2025 Japan Spring Festival Situation

According to Japan’s TBS Television, the Japan Federation of Labour Unions announced the initial results of the 2025 spring labor-management negotiations (“Harutou”) on April 14: the average wage increase rate for enterprises reached 5.46%, up 0.18 percentage points from the same period last year, surpassing 5% for the second consecutive year, and hitting the highest level in nearly 34 years. On the surface, this appears to be a victory for workers fighting for their rights; but in reality, despite nominal wage increases, Japanese workers’ real wages have declined for three consecutive years amid rising prices. It is reported that from April this year, about 4,000 types of food will see a new round of price hikes, further eroding workers’ meager incomes.

The current spring struggle, under the control of the Yellow Labor Union, has increasingly lost its combative nature, turning into a peaceful petition to capitalists. The wage increases this time are precisely the “results” obtained through this “petition.” As the report states: “In large enterprises such as Toyota, Hitachi, and Tokyu Corporation, due to strong performance, most companies agreed to the union’s full wage increase demands.” This “result” is actually capitalists extracting huge surplus value, then selectively distributing a small part of it to lull workers’ fighting spirit and divert their attention. Meanwhile, another report also reveals very clearly the purpose behind capitalists agreeing to wage hikes in the spring struggle.

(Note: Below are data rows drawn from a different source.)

//! Recompute a `(user, hour)` aggregate from `usage_records` and diff it
//! against the stored `hourly_aggregates` document, for the `metering
//! verify` CLI tool. Catches drift between the two (a crash mid-flush, a
//! store write that landed on the wrong key) that the batch writer's own
//! dedupe can't detect on its own.

use serde_json::Value;
use store::Store;

use crate::aggregate::{HOURLY_AGGREGATES_COLLECTION, USAGE_RECORDS_COLLECTION};

/// Drift between the stored aggregate and what the raw records imply.
#[derive(Debug, Clone, PartialEq)]
pub struct DriftReport {
    pub user_email: String,
    pub hour: String,
    pub records_examined: usize,
    pub recomputed_requests: i64,
    pub recomputed_points: i64,
    pub stored_requests: i64,
    pub stored_points: i64,
}

impl DriftReport {
    pub fn is_consistent(&self) -> bool {
        self.recomputed_requests == self.stored_requests && self.recomputed_points == self.stored_points
    }
}

/// Scan every `usage_records` document, keep the ones for `user_email` in
/// `hour` (`%Y-%m-%dT%H`), and compare their summed totals against the
/// matching `hourly_aggregates` document.
pub fn verify_hour(store: &Store, user_email: &str, hour: &str) -> DriftReport {
    let mut records_examined = 0usize;
    let mut recomputed_requests = 0i64;
    let mut recomputed_points = 0i64;

    for (_key, doc) in store.query_prefix(USAGE_RECORDS_COLLECTION, "") {
        if doc.get("user_email").and_then(Value::as_str) != Some(user_email) {
            continue;
        }
        if doc.get("hour").and_then(Value::as_str) != Some(hour) {
            continue;
        }
        records_examined += 1;
        recomputed_requests += 1;
        recomputed_points += doc.get("points").and_then(Value::as_i64).unwrap_or(0);
    }

    let aggregate_key = format!("{user_email}_{hour}");
    let stored = store.get(HOURLY_AGGREGATES_COLLECTION, &aggregate_key);
    let stored_requests = stored.as_ref().and_then(|d| d.get("total_requests")).and_then(Value::as_i64).unwrap_or(0);
    let stored_points = stored.as_ref().and_then(|d| d.get("total_points")).and_then(Value::as_i64).unwrap_or(0);

    DriftReport {
        user_email: user_email.to_string(),
        hour: hour.to_string(),
        records_examined,
        recomputed_requests,
        recomputed_points,
        stored_requests,
        stored_points,
    }
}

#[cfg(test)]
mod tests {
    use super::*;
    use crate::aggregate::record_usage;
    use crate::sse::ParsedUsage;
    use chrono::{TimeZone, Utc};
    use pricing::TokenUsage;

    fn ts() -> chrono::DateTime<Utc> {
        Utc.with_ymd_and_hms(2026, 8, 1, 19, 0, 0).unwrap()
    }

    fn usage(message_id: &str) -> ParsedUsage {
        ParsedUsage {
            message_id: message_id.to_string(),
            model: "claude-sonnet-4-20250514".to_string(),
            usage: TokenUsage { input_tokens: 10, output_tokens: 5, cache_read_tokens: 0, cache_write_tokens: 0 },
        }
    }

    #[tokio::test]
    async fn matching_aggregate_reports_no_drift() {
        let store = Store::new();
        record_usage(&store, "a@x.io", "acct-1", Some("req_1"), usage("m1"), ts()).await.unwrap();
        record_usage(&store, "a@x.io", "acct-1", Some("req_2"), usage("m2"), ts()).await.unwrap();

        let report = verify_hour(&store, "a@x.io", "2026-08-01T19");
        assert!(report.is_consistent());
        assert_eq!(report.records_examined, 2);
        assert_eq!(report.recomputed_requests, report.stored_requests);
    }

    #[tokio::test]
    async fn tampered_aggregate_is_flagged_as_drift() {
        let store = Store::new();
        record_usage(&store, "a@x.io", "acct-1", Some("req_1"), usage("m1"), ts()).await.unwrap();

        store
            .merge_all(
                HOURLY_AGGREGATES_COLLECTION,
                "a@x.io_2026-08-01T19",
                serde_json::json!({"total_requests": 99}),
            )
            .await
            .unwrap();

        let report = verify_hour(&store, "a@x.io", "2026-08-01T19");
        assert!(!report.is_consistent());
        assert_eq!(report.stored_requests, 99);
        assert_eq!(report.recomputed_requests, 1);
    }

    #[tokio::test]
    async fn unknown_user_hour_reports_zero_on_both_sides() {
        let store = Store::new();
        let report = verify_hour(&store, "ghost@x.io", "2026-08-01T19");
        assert!(report.is_consistent());
        assert_eq!(report.records_examined, 0);
    }
}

The report states, “In 2025, the ‘Harutou’ is crucial for Japan because whether wage increases continue will determine if Japan’s hard-won moderate re-inflation can persist, and whether Japan’s monetary normalization will proceed smoothly.” It is evident that this seemingly insignificant wage increase in the spring struggle is merely a pretext for capitalists to stimulate domestic demand and consume excess goods. On the other hand, wage hikes also mean ongoing inflation, continuously suppressing workers’ real wages.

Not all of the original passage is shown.